Debt consolidation or restructuring can help your company save a great deal simply by lowering the interest payable each month. By consolidating debts into one loan or restructuring loans with different interest terms you can both pay them off quicker and save on the monthly expenses.

  • Find the funding

Whether your challenge is a lack of advertising, a glut of debt or broken equipment, the answer is often funding. Whether you need to sell a percentage of the business, withdraw money from your own savings, take a loan or beg for money from friends and family, addressing the lack of funding and attending to these challenges is a necessary step. We can help you determine the best way to use the funds you have to make the biggest impact.
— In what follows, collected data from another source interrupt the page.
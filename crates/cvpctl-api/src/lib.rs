// cvpctl-api: Async Rust client for the CloudVision Portal configlet API

pub mod auth;
pub mod client;
pub mod configlets;
pub mod error;
pub mod inventory;
pub mod models;
pub mod provisioning;
pub mod transport;

pub use client::{CvpClient, check_envelope};
pub use error::Error;
pub use models::{
    AssignmentAction, Configlet, Device, EmptyBuilderLists, ReconcileBody, ResponseEnvelope,
    ValidateRequest,
};
pub use transport::{TlsMode, TransportConfig};
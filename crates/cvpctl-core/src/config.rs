// ── Runtime connection configuration ──
//
// How to reach and authenticate with one CVP instance. Carries credential
// data but never touches disk; the CLI builds a `ControllerConfig` and
// hands it in.

use std::time::Duration;

use secrecy::SecretString;
use url::Url;

/// Username/password for the CVP session login.
#[derive(Debug, Clone)]
pub struct Credentials {
    pub username: String,
    pub password: SecretString,
}

/// TLS verification strategy.
#[derive(Debug, Clone, Default, PartialEq, Eq)]
pub enum TlsVerification {
    /// System CA store (strict).
    SystemDefaults,
    /// Custom CA certificate file.
    CustomCa(std::path::PathBuf),
    /// Skip verification (self-signed certs). Default for lab CVP instances.
    #[default]
    DangerAcceptInvalid,
}

/// Configuration for connecting to a single CVP instance.
#[derive(Debug, Clone)]
pub struct ControllerConfig {
    /// CVP root URL (e.g., `https://cvp.example.com`).
    pub url: Url,
    /// Session credentials. `None` skips login (pre-authenticated proxies, tests).
    pub credentials: Option<Credentials>,
    /// TLS verification strategy.
    pub tls: TlsVerification,
    /// Per-request timeout.
    pub timeout: Duration,
}

impl ControllerConfig {
    /// Config for `url` with no credentials and default TLS/timeout.
    pub fn new(url: Url) -> Self {
        Self {
            url,
            credentials: None,
            tls: TlsVerification::default(),
            timeout: Duration::from_secs(30),
        }
    }
}
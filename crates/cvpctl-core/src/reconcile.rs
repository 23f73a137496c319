//! Set logic for configlet assignment.
//!
//! Pure functions over ordered configlet lists. Nothing here performs I/O;
//! callers fetch the current and requested sets through the
//! [`Directory`](crate::Directory) and hand them in.
//!
//! Membership is decided by [`same_configlet`], not by `PartialEq`: the
//! device listing and the by-name lookup populate `config` differently, so
//! structural equality would treat one configlet as two.

use cvpctl_api::Configlet;

/// Whether `a` and `b` refer to the same remote configlet.
///
/// Compares `key` when both sides have one, otherwise `name`. The config
/// text never participates.
pub fn same_configlet(a: &Configlet, b: &Configlet) -> bool {
    if a.key.is_empty() || b.key.is_empty() {
        a.name == b.name
    } else {
        a.key == b.key
    }
}

/// Whether `list` holds a configlet matching `item`.
pub fn contains(list: &[Configlet], item: &Configlet) -> bool {
    list.iter().any(|c| same_configlet(c, item))
}

/// `current` followed by each `requested` configlet not already in `current`.
///
/// `current` keeps its order and comes first. Requested items are only
/// checked against `current`, not against each other.
pub fn merge(current: &[Configlet], requested: &[Configlet]) -> Vec<Configlet> {
    let mut all = current.to_vec();
    all.extend(
        requested
            .iter()
            .filter(|c| !contains(current, c))
            .cloned(),
    );
    all
}

/// Every configlet of `all` that is not in `to_remove`, in `all`'s order.
pub fn filter_out(all: &[Configlet], to_remove: &[Configlet]) -> Vec<Configlet> {
    all.iter()
        .filter(|c| !contains(to_remove, c))
        .cloned()
        .collect()
}

/// Split `current` into `(remaining, excluded)` for a removal.
///
/// `excluded` is the part of `current` matching `removal`, so the two
/// halves together are exactly `current` and never overlap. Removal
/// entries not assigned to the device appear in neither.
pub fn partition_removal(
    current: &[Configlet],
    removal: &[Configlet],
) -> (Vec<Configlet>, Vec<Configlet>) {
    current
        .iter()
        .cloned()
        .partition(|c| !contains(removal, c))
}

pub fn names_of(list: &[Configlet]) -> Vec<String> {
    list.iter().map(|c| c.name.clone()).collect()
}

pub fn keys_of(list: &[Configlet]) -> Vec<String> {
    list.iter().map(|c| c.key.clone()).collect()
}
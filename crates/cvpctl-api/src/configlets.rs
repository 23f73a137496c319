// Configlet endpoints
//
// Lookup by name or by device, plus create/delete/validate. Lookups return
// `Configlet` records; everything else only checks the envelope.

use tracing::debug;

use crate::client::CvpClient;
use crate::error::Error;
use crate::models::{Configlet, ConfigletList, DataBody, ValidateConfig, ValidateRequest};

impl CvpClient {
    /// Fetch a configlet by its name.
    ///
    /// `GET /web/configlet/getConfigletByName.do?name={name}`
    ///
    /// Fails with [`Error::NotFound`] when the response carries no key.
    pub async fn get_configlet_by_name(&self, name: &str) -> Result<Configlet, Error> {
        let url = self.web_url_with_query("/configlet/getConfigletByName.do", &[("name", name)])?;
        debug!(name, "fetching configlet");
        let configlet: Configlet = self.get_json(url).await?;
        if configlet.key.is_empty() {
            return Err(Error::NotFound {
                entity: "configlet".into(),
                identifier: name.into(),
            });
        }
        Ok(configlet)
    }

    /// List the configlets currently assigned to a device.
    ///
    /// `GET /web/provisioning/getConfigletsByNetElementId.do?netElementId={key}&queryParam=&startIndex=0&endIndex=0`
    ///
    /// `endIndex=0` asks for the full list. An empty list is a valid answer.
    pub async fn get_configlets_by_device(&self, device_key: &str) -> Result<Vec<Configlet>, Error> {
        let url = self.web_url_with_query(
            "/provisioning/getConfigletsByNetElementId.do",
            &[
                ("netElementId", device_key),
                ("queryParam", ""),
                ("startIndex", "0"),
                ("endIndex", "0"),
            ],
        )?;
        debug!(device = device_key, "listing device configlets");
        let list: ConfigletList = self.get_json(url).await?;
        Ok(list.list)
    }

    /// Create a configlet.
    ///
    /// `POST /web/configlet/addConfiglet.do` with `{"name", "config"}`
    pub async fn add_configlet(&self, name: &str, config: &str) -> Result<(), Error> {
        let url = self.web_url("/configlet/addConfiglet.do")?;
        debug!(name, "adding configlet");
        let body = Configlet {
            name: name.into(),
            key: String::new(),
            config: config.into(),
        };
        self.post_checked(url, &body).await
    }

    /// Delete a configlet.
    ///
    /// `POST /web/configlet/deleteConfiglet.do` with `[{"name", "key"}]`.
    /// The schema rejects `config`, so it is stripped here.
    pub async fn delete_configlet(&self, configlet: &Configlet) -> Result<(), Error> {
        let url = self.web_url("/configlet/deleteConfiglet.do")?;
        debug!(name = %configlet.name, key = %configlet.key, "deleting configlet");
        self.post_checked(url, &[configlet.without_config()]).await
    }

    /// Validate configlets (by key) against a device and compare with its
    /// running configuration.
    ///
    /// `POST /web/provisioning/v2/validateAndCompareConfiglets.do`
    pub async fn validate_and_compare(
        &self,
        device_key: &str,
        configlet_keys: Vec<String>,
    ) -> Result<(), Error> {
        let url = self.web_url("/provisioning/v2/validateAndCompareConfiglets.do")?;
        debug!(
            device = device_key,
            count = configlet_keys.len(),
            "validating configlets"
        );
        let body = ValidateRequest {
            net_element_id: device_key.into(),
            config_id_list: configlet_keys,
            page_type: String::new(),
        };
        self.post_checked(url, &body).await
    }

    /// Validate raw configuration text against a device.
    ///
    /// `POST /web/configlet/validateConfig.do` with `{"data": {"netElementId", "config"}}`
    pub async fn validate_config(&self, device_key: &str, config: &str) -> Result<(), Error> {
        let url = self.web_url("/configlet/validateConfig.do")?;
        debug!(device = device_key, "validating config text");
        let body = DataBody {
            data: ValidateConfig {
                net_element_id: device_key.into(),
                config: config.into(),
            },
        };
        self.post_checked(url, &body).await
    }
}
// ── Configlet directory ──
//
// Name ↔ key translation for everything above it. Each call goes to the
// controller; nothing is cached between operations.

use cvpctl_api::{Configlet, CvpClient};
use tracing::debug;

use crate::error::CoreError;

/// Configlet lookups against one CVP session.
#[derive(Debug, Clone, Copy)]
pub struct Directory<'a> {
    client: &'a CvpClient,
}

impl<'a> Directory<'a> {
    pub fn new(client: &'a CvpClient) -> Self {
        Self { client }
    }

    /// Fetch one configlet by name. [`CoreError::NotFound`] if it has no key.
    pub async fn configlet_by_name(&self, name: &str) -> Result<Configlet, CoreError> {
        Ok(self.client.get_configlet_by_name(name).await?)
    }

    /// Resolve `names` in order, stopping at the first failure.
    pub async fn configlets_by_name<S: AsRef<str>>(
        &self,
        names: &[S],
    ) -> Result<Vec<Configlet>, CoreError> {
        let mut resolved = Vec::with_capacity(names.len());
        for name in names {
            resolved.push(self.configlet_by_name(name.as_ref()).await?);
        }
        debug!(count = resolved.len(), "resolved configlets by name");
        Ok(resolved)
    }

    /// The configlets currently assigned to a device. May be empty.
    pub async fn configlets_by_device(&self, device_key: &str) -> Result<Vec<Configlet>, CoreError> {
        let configlets = self.client.get_configlets_by_device(device_key).await?;
        debug!(
            device = device_key,
            count = configlets.len(),
            "fetched device configlets"
        );
        Ok(configlets)
    }
}
//! CLI error types with miette diagnostics.
//!
//! Maps `CoreError` and `ConfigError` into user-facing errors with
//! actionable help text and a stable exit code.

use miette::Diagnostic;
use thiserror::Error;

use cvpctl_config::ConfigError;
use cvpctl_core::{ApiError, CoreError};

/// Process exit codes.
pub mod exit_code {
    pub const GENERAL: i32 = 1;
    pub const USAGE: i32 = 2;
    pub const AUTH: i32 = 3;
    pub const NOT_FOUND: i32 = 4;
    pub const REJECTED: i32 = 6;
    pub const CONNECTION: i32 = 7;
    pub const TIMEOUT: i32 = 8;
    pub const PARTIAL_COMMIT: i32 = 9;
}

#[derive(Debug, Error, Diagnostic)]
pub enum CliError {
    // ── Connection ───────────────────────────────────────────────────
    #[error("Could not connect to CVP at {url}")]
    #[diagnostic(
        code(cvpctl::connection_failed),
        help(
            "Check that CVP is running and reachable.\n\
             URL: {url}"
        )
    )]
    ConnectionFailed {
        url: String,
        #[source]
        source: ApiError,
    },

    #[error("TLS setup failed: {reason}")]
    #[diagnostic(
        code(cvpctl::tls_error),
        help(
            "CVP usually serves a self-signed certificate.\n\
             Use --insecure (-k) to accept it, or configure ca_cert in your profile."
        )
    )]
    TlsError { reason: String },

    #[error("Request timed out")]
    #[diagnostic(
        code(cvpctl::timeout),
        help("Increase timeout with --timeout or check CVP responsiveness.")
    )]
    Timeout {
        #[source]
        source: ApiError,
    },

    // ── Authentication ───────────────────────────────────────────────
    #[error("Authentication failed: {message}")]
    #[diagnostic(
        code(cvpctl::auth_failed),
        help(
            "Verify the username and password for this profile.\n\
             Run: cvpctl config set-password"
        )
    )]
    AuthFailed { message: String },

    #[error("No credentials configured for profile '{profile}'")]
    #[diagnostic(
        code(cvpctl::no_credentials),
        help(
            "Configure credentials with: cvpctl config init\n\
             Or set CVP_USERNAME and CVP_PASSWORD."
        )
    )]
    NoCredentials { profile: String },

    // ── Resources ────────────────────────────────────────────────────
    #[error("{resource_type} '{identifier}' not found")]
    #[diagnostic(
        code(cvpctl::not_found),
        help("Run: cvpctl {list_command} to see available {resource_type}s")
    )]
    NotFound {
        resource_type: String,
        identifier: String,
        list_command: String,
    },

    // ── Controller ───────────────────────────────────────────────────
    #[error("CVP rejected the request ({code}): {message}")]
    #[diagnostic(code(cvpctl::rejected))]
    Rejected { code: String, message: String },

    #[error("Change for {device} was staged but the topology save failed: {reason}")]
    #[diagnostic(
        code(cvpctl::partial_commit),
        help(
            "The staged action is still pending on CVP.\n\
             Review and save it from the Network Provisioning view, or re-run the command."
        )
    )]
    PartialCommit { device: String, reason: String },

    #[error("CVP API error: {message}")]
    #[diagnostic(code(cvpctl::api_error))]
    Api { message: String },

    // ── Validation ───────────────────────────────────────────────────
    #[error("Invalid value for {field}: {reason}")]
    #[diagnostic(code(cvpctl::validation))]
    Validation { field: String, reason: String },

    // ── Configuration ────────────────────────────────────────────────
    #[error("Profile '{name}' not found in configuration")]
    #[diagnostic(
        code(cvpctl::profile_not_found),
        help(
            "Available profiles: {available}\n\
             Create one with: cvpctl config init"
        )
    )]
    ProfileNotFound { name: String, available: String },

    #[error("Configuration file not found")]
    #[diagnostic(
        code(cvpctl::no_config),
        help(
            "Create one with: cvpctl config init\n\
             Expected at: {path}\n\
             Or pass --controller (-c) with CVP_USERNAME and CVP_PASSWORD."
        )
    )]
    NoConfig { path: String },

    #[error(transparent)]
    #[diagnostic(code(cvpctl::config))]
    Config(ConfigError),

    // ── Interactive ──────────────────────────────────────────────────
    #[error("Destructive operation '{action}' requires confirmation")]
    #[diagnostic(
        code(cvpctl::confirmation_required),
        help("Use --yes (-y) to skip confirmation in non-interactive contexts.")
    )]
    NonInteractiveRequiresYes { action: String },

    // ── IO / Serialization ───────────────────────────────────────────
    #[error(transparent)]
    Io(#[from] std::io::Error),

    #[error("Failed to render JSON: {0}")]
    #[diagnostic(code(cvpctl::json))]
    Json(#[from] serde_json::Error),

    #[error("Failed to render YAML: {0}")]
    #[diagnostic(code(cvpctl::yaml))]
    Yaml(#[from] serde_yaml::Error),
}

impl CliError {
    /// Map this error to an exit code for process termination.
    pub fn exit_code(&self) -> i32 {
        match self {
            Self::ConnectionFailed { .. } | Self::TlsError { .. } => exit_code::CONNECTION,
            Self::Timeout { .. } => exit_code::TIMEOUT,
            Self::AuthFailed { .. } | Self::NoCredentials { .. } => exit_code::AUTH,
            Self::NotFound { .. } => exit_code::NOT_FOUND,
            Self::Rejected { .. } => exit_code::REJECTED,
            Self::PartialCommit { .. } => exit_code::PARTIAL_COMMIT,
            Self::Validation { .. } | Self::NonInteractiveRequiresYes { .. } => exit_code::USAGE,
            _ => exit_code::GENERAL,
        }
    }
}

// ── ConfigError → CliError ───────────────────────────────────────────

impl From<ConfigError> for CliError {
    fn from(err: ConfigError) -> Self {
        match err {
            ConfigError::NoCredentials { profile } => CliError::NoCredentials { profile },
            ConfigError::Validation { field, reason } => CliError::Validation { field, reason },
            other => CliError::Config(other),
        }
    }
}

// ── CoreError → CliError ─────────────────────────────────────────────

impl From<CoreError> for CliError {
    fn from(err: CoreError) -> Self {
        match err {
            CoreError::AuthenticationFailed { message } => CliError::AuthFailed { message },

            CoreError::NotFound {
                entity_type,
                identifier,
            } => CliError::NotFound {
                list_command: list_command_for(&entity_type).into(),
                resource_type: entity_type,
                identifier,
            },

            CoreError::RemoteRejected { code, message } => CliError::Rejected { code, message },

            CoreError::PartialCommit { device, source } => CliError::PartialCommit {
                device,
                reason: source.to_string(),
            },

            CoreError::Transport { source } => from_transport(source),

            CoreError::Config { message } => CliError::Validation {
                field: "controller".into(),
                reason: message,
            },
        }
    }
}

fn list_command_for(entity_type: &str) -> &'static str {
    match entity_type {
        "device" => "devices list",
        _ => "configlets list --device <host>",
    }
}

fn from_transport(source: ApiError) -> CliError {
    match source {
        ApiError::Tls(reason) => CliError::TlsError { reason },
        ApiError::Transport(ref e) if e.is_timeout() => CliError::Timeout { source },
        ApiError::Transport(ref e) if e.is_connect() => CliError::ConnectionFailed {
            url: e.url().map(ToString::to_string).unwrap_or_default(),
            source,
        },
        other => CliError::Api {
            message: other.to_string(),
        },
    }
}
  • Re-evaluate your business plan

Take a look at your business blueprint and particularly your projections for the future. Now, contrast it with the present state of affairs. Which projections did you get right, and which failed? Why? Has there been less demand than expected? Did your marketing team maybe direct their efforts at the wrong audience? What has your customer retention been like? Which expansion opportunities did you miss, and where did you stray from the original plan? Regardless of the root cause, it’s now time to sit down with the experts and brainstorm a solution or a substitute that can fix these issues.

  • Maximise your staffing

It’s an old and much-repeated adage for a reason, “A company’s best asset is its staff”. Take a look at your staffing and truly analyse whether the people involved are the right fit for their roles. Do they all have the training necessary to do their jobs to the best of their ability, and are they motivated to do so?

Depending on the size of your staff it may help to meet with each employee, to ask them what they need and what they think is missing. Often employees may offer insights that can be missed at the top level. Making sure everyone is given the skills they need, feels valued and understands their role will be essential if you want to save your company.

Just as important is making sure that those who are hired by your business are all offering value. If your company is struggling, then it is not the time to keep someone on who cannot perform or be retrained to fill a more beneficial role. Many roles these days can be outsourced to freelancers where you only pay for the work that is done. Carefully consider which roles may benefit from this.

  • Overhaul your sales techniques

Many business leaders have underestimated the extent to which the sales process has changed over the past few years. There are a lot of new ways of engaging with customers and making new connections, and these should all be actively utilised if you want to be successful.        

From social media to remote selling and data-driven sales, there are new ways to get the most from your sales professionals. Customer Relationship Management (CRM) systems allow your staff to track and analyse customer behaviour, better targeting the client’s needs. If your competition is making the most of these sorts of strategies and you are not, then it’s time to rethink the way you close the deal.

Don’t give up

Turning around a business can be emotionally draining and thankless work. Now that you have done the evaluation and committed to fixing things, this is not the time to give up. Each time you tick off one of your list of challenges is a step closer to success, and as Steve Jobs always said, “I’m convinced that about half of what separates successful entrepreneurs from the non-successful ones is pure perseverance.”